Dr. Reddy's Laboratories on January 29 posted December quarter consolidated net profit at Rs 20 crore against a loss of Rs 569.7 crore in the year-ago period.
The company said the Q3FY21 PAT was impacted primarily due to the non-recognition of deferred tax assets on impairment.
Revenue for the said quarter came at Rs 4,930 crore which was up 12 percent YoY and 1 percent QoQ.
The gross margin stood at 53.8 percent against 54.1 percent YoY and 53.9 percent QoQ.
SGNA expenses rose 14 percent YoY and 10 percent QoQ to Rs 1,439 crore. R&D expenses stood at Rs 411 crore for the quarter.
EBITDA came at Rs 1,185 crore and EBITDA margin stood 24 percent for Q3FY21.

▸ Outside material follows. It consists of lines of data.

//! Admission classifier — decides whether an inbound sender looks like a
//! real-estate agency or broker worth engaging.
//!
//! Rules are evaluated in order, first match wins:
//! 1. Known counterparty → accept (1.0)
//! 2. Allow-listed address → accept (1.0)
//! 3. Business profile score ≥ 0.6 → accept
//! 4. Content score: ≥ 0.7 accept, [0.3, 0.7) reject with clarification, else reject
//!
//! The only side effect is the counterparty lookup. A failed lookup rejects.

use std::collections::HashSet;
use std::sync::{Arc, LazyLock};

use regex::Regex;
use tracing::{debug, warn};
use unicode_normalization::UnicodeNormalization;
use unicode_normalization::char::is_combining_mark;

use crate::config::AdmissionConfig;
use crate::pipeline::types::{MatchedAgency, ProfileMetadata, VerificationResult};
use crate::store::traits::CounterpartyStore;

pub const ACCEPT_THRESHOLD: f32 = 0.7;
pub const CLARIFY_THRESHOLD: f32 = 0.3;
pub const PROFILE_ACCEPT_THRESHOLD: f32 = 0.6;

const DOMAIN_KEYWORDS: &[&str] = &[
    "imobiliaria",
    "corretor",
    "corretora",
    "imovel",
    "imoveis",
    "apartamento",
    "casa",
    "terreno",
    "aluguel",
    "locacao",
    "venda",
    "creci",
    "condominio",
    "lancamento",
    "cobertura",
    "kitnet",
    "sobrado",
    "sala comercial",
];

const BUSINESS_KEYWORDS: &[&str] = &[
    "empresa",
    "equipe",
    "atendimento",
    "clientes",
    "portfolio",
    "carteira",
    "parceria",
    "negocio",
    "comissao",
    "captacao",
];

const DOMAIN_CATEGORIES: &[&str] = &[
    "real estate",
    "real estate agent",
    "imobiliaria",
    "corretor de imoveis",
    "property management",
];

static DOMAIN_RE: LazyLock<Regex> = LazyLock::new(|| keyword_regex(DOMAIN_KEYWORDS));
static BUSINESS_RE: LazyLock<Regex> = LazyLock::new(|| keyword_regex(BUSINESS_KEYWORDS));

/// "I work with / I offer" phrasing, on normalized text.
static OFFER_RE: LazyLock<Regex> = LazyLock::new(|| {
    Regex::new(
        r"\b(?:trabalh(?:o|amos) com|oferec(?:o|emos)|tenho\b.{0,60}\bdisponive(?:l|is)|sou corretora?|somos (?:uma )?imobiliaria)\b",
    )
    .unwrap()
});

/// Phone number, e-mail, CRECI registration or URL.
static CONTACT_RE: LazyLock<Regex> = LazyLock::new(|| {
    Regex::new(
        r"(?x)
        \(?\b\d{2}\)?\s?9?\d{4}[-\s]?\d{4}\b     # phone
        | [\w.+-]+@[\w-]+\.[\w.]+                 # e-mail
        | \bcreci\b[\s:/-]*[a-z]{0,2}[\s-]*\d{3,} # CRECI number
        | \bhttps?://\S+ | \bwww\.\S+             # URL
        ",
    )
    .unwrap()
});

/// Up to four capitalised words.
const NAME: &str = r"(\p{Lu}[\w'&-]*(?:\s+\p{Lu}[\w'&-]*){0,3})";

static NAME_PATTERNS: LazyLock<Vec<Regex>> = LazyLock::new(|| {
    [
        format!(r"(?i:\bsou\s+(?:o|a))\s+{NAME}"),
        format!(r"(?i:\baqui\s+(?:e|é)\s+(?:o|a))\s+{NAME}"),
        format!(r"(?i:\bmeu\s+nome\s+(?:e|é))\s+{NAME}"),
        format!(r"(?i:\bda\s+imobili[aá]ria)\s+{NAME}"),
        r"(\p{Lu}[\w'&-]*(?:\s+\p{Lu}[\w'&-]*){0,2}\s+(?i:im[oó]veis))\b".to_string(),
    ]
    .iter()
    .map(|p| Regex::new(p).unwrap())
    .collect()
});

fn keyword_regex(keywords: &[&str]) -> Regex {
    let alternation = keywords
        .iter()
        .map(|k| regex::escape(k))
        .collect::<Vec<_>>()
        .join("|");
    Regex::new(&format!(r"\b(?:{alternation})\b")).unwrap()
}

/// Lowercase and strip diacritics ("Imóveis" → "imoveis").
pub fn normalize(text: &str) -> String {
    text.nfd()
        .filter(|c| !is_combining_mark(*c))
        .collect::<String>()
        .to_lowercase()
}

/// Distinct keywords from `re` found in `normalized`.
fn distinct_hits<'t>(re: &Regex, normalized: &'t str) -> Vec<&'t str> {
    let mut seen = HashSet::new();
    re.find_iter(normalized)
        .map(|m| m.as_str())
        .filter(|k| seen.insert(*k))
        .collect()
}

/// Breakdown of the free-text score.
#[derive(Debug, Clone, PartialEq)]
pub struct ContentScore {
    pub score: f32,
    pub domain_hits: usize,
    pub business_hits: usize,
    pub offer_phrase: bool,
    pub contact: bool,
}

impl ContentScore {
    fn describe(&self) -> String {
        let mut parts = vec![
            format!("{} domain", self.domain_hits),
            format!("{} business", self.business_hits),
        ];
        if self.offer_phrase {
            parts.push("offer phrase".into());
        }
        if self.contact {
            parts.push("contact".into());
        }
        format!("content score {:.2} ({})", self.score, parts.join(", "))
    }
}

/// Score free text against the keyword model.
pub fn score_content(text: &str) -> ContentScore {
    let normalized = normalize(text);
    let domain_hits = distinct_hits(&DOMAIN_RE, &normalized).len();
    let business_hits = distinct_hits(&BUSINESS_RE, &normalized).len();
    let offer_phrase = OFFER_RE.is_match(&normalized);
    let contact = CONTACT_RE.is_match(&normalized);

    let raw = 0.3 * domain_hits as f32
        + 0.15 * business_hits as f32
        + if offer_phrase { 0.2 } else { 0.0 }
        + if contact { 0.15 } else { 0.0 };

    ContentScore {
        score: raw.min(1.0),
        domain_hits,
        business_hits,
        offer_phrase,
        contact,
    }
}

/// Base score from a business profile: 0.9 for a domain category, 0.8 for a
/// domain keyword anywhere in the profile, else 0.
pub fn profile_base_score(profile: &ProfileMetadata) -> f32 {
    let category_match = profile
        .categories
        .iter()
        .map(|c| normalize(c.trim()))
        .any(|c| DOMAIN_CATEGORIES.contains(&c.as_str()));
    if category_match {
        return 0.9;
    }

    let text = [
        profile.display_name.as_deref().unwrap_or_default(),
        profile.description.as_deref().unwrap_or_default(),
        profile.categories.join(" ").as_str(),
    ]
    .join(" ");
    if DOMAIN_RE.is_match(&normalize(&text)) {
        0.8
    } else {
        0.0
    }
}

/// Name to register a new counterparty under.
///
/// The profile's display name wins; otherwise the first matching
/// self-introduction in the message, else `"Agency <address>"`.
pub fn extract_display_name(
    text: &str,
    profile: Option<&ProfileMetadata>,
    channel_address: &str,
) -> String {
    if let Some(name) = profile
        .and_then(|p| p.display_name.as_deref())
        .map(str::trim)
        .filter(|n| !n.is_empty())
    {
        return name.to_string();
    }

    NAME_PATTERNS
        .iter()
        .find_map(|re| re.captures(text))
        .and_then(|caps| caps.get(1))
        .map(|m| m.as_str().trim().to_string())
        .filter(|n| !n.is_empty())
        .unwrap_or_else(|| format!("Agency {channel_address}"))
}

pub struct AdmissionClassifier {
    counterparties: Arc<dyn CounterpartyStore>,
    allowlist: HashSet<String>,
}

impl AdmissionClassifier {
    pub fn new(counterparties: Arc<dyn CounterpartyStore>, config: &AdmissionConfig) -> Self {
        Self {
            counterparties,
            allowlist: config.allowlist.iter().cloned().collect(),
        }
    }

    pub async fn classify(
        &self,
        channel_address: &str,
        text: &str,
        profile: Option<&ProfileMetadata>,
    ) -> VerificationResult {
        match self.counterparties.find_by_address(channel_address).await {
            Ok(Some(existing)) => {
                let mut result = VerificationResult::accept(1.0, "known counterparty");
                result.matched = Some(MatchedAgency {
                    counterparty_id: existing.id,
                    display_name: existing.display_name,
                    channel_address: existing.channel_address,
                });
                return result;
            }
            Ok(None) => {}
            Err(e) => {
                warn!(error = %e, "Counterparty lookup failed, rejecting message");
                return VerificationResult::reject(0.0, "admission lookup unavailable");
            }
        }

        if self.allowlist.contains(channel_address) {
            return VerificationResult::accept(1.0, "allow-listed address");
        }

        let content = score_content(text);

        if let Some(profile) = profile {
            let base = profile_base_score(profile);
            let score = (base + 0.3 * content.score).min(1.0);
            debug!(base, score, "Profile score");
            if score >= PROFILE_ACCEPT_THRESHOLD {
                return VerificationResult::accept(
                    score,
                    format!("profile score {score:.2}, {}", content.describe()),
                );
            }
        }

        if content.score >= ACCEPT_THRESHOLD {
            VerificationResult::accept(content.score, content.describe())
        } else {
            let mut result = VerificationResult::reject(content.score, content.describe());
            result.needs_clarification = content.score >= CLARIFY_THRESHOLD;
            result
        }
    }
}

"We continued with our growth momentum while maintaining EBITDA margins. The profits were impacted due to trigger based impairment charge taken on a few acquired products including gNuvaring," said the company's Co-chairman & MD, G V Prasad.
"We are progressing well on phase 3 clinical trials for Sputnik V vaccine in India. We continue to focus on enhancing our product offerings to our patients to serve them better."
Among the geographical segments, Europe and India led, rising 34 percent and 26 percent YoY, respectively.
North America witnessed a growth of 9 percent YoY while emerging markets grew 5 percent YoY during the December quarter.
Proprietary products & others segment grew 53 percent YoY but pharmaceutical services and active ingredients (PSAI) segment grew by just 1 percent YoY.
Revenue from global generics saw YoY growth of 13 percent and sequential growth of 2 percent, primarily driven by new product launches and integration of the acquired portfolio from Wockhardt in India.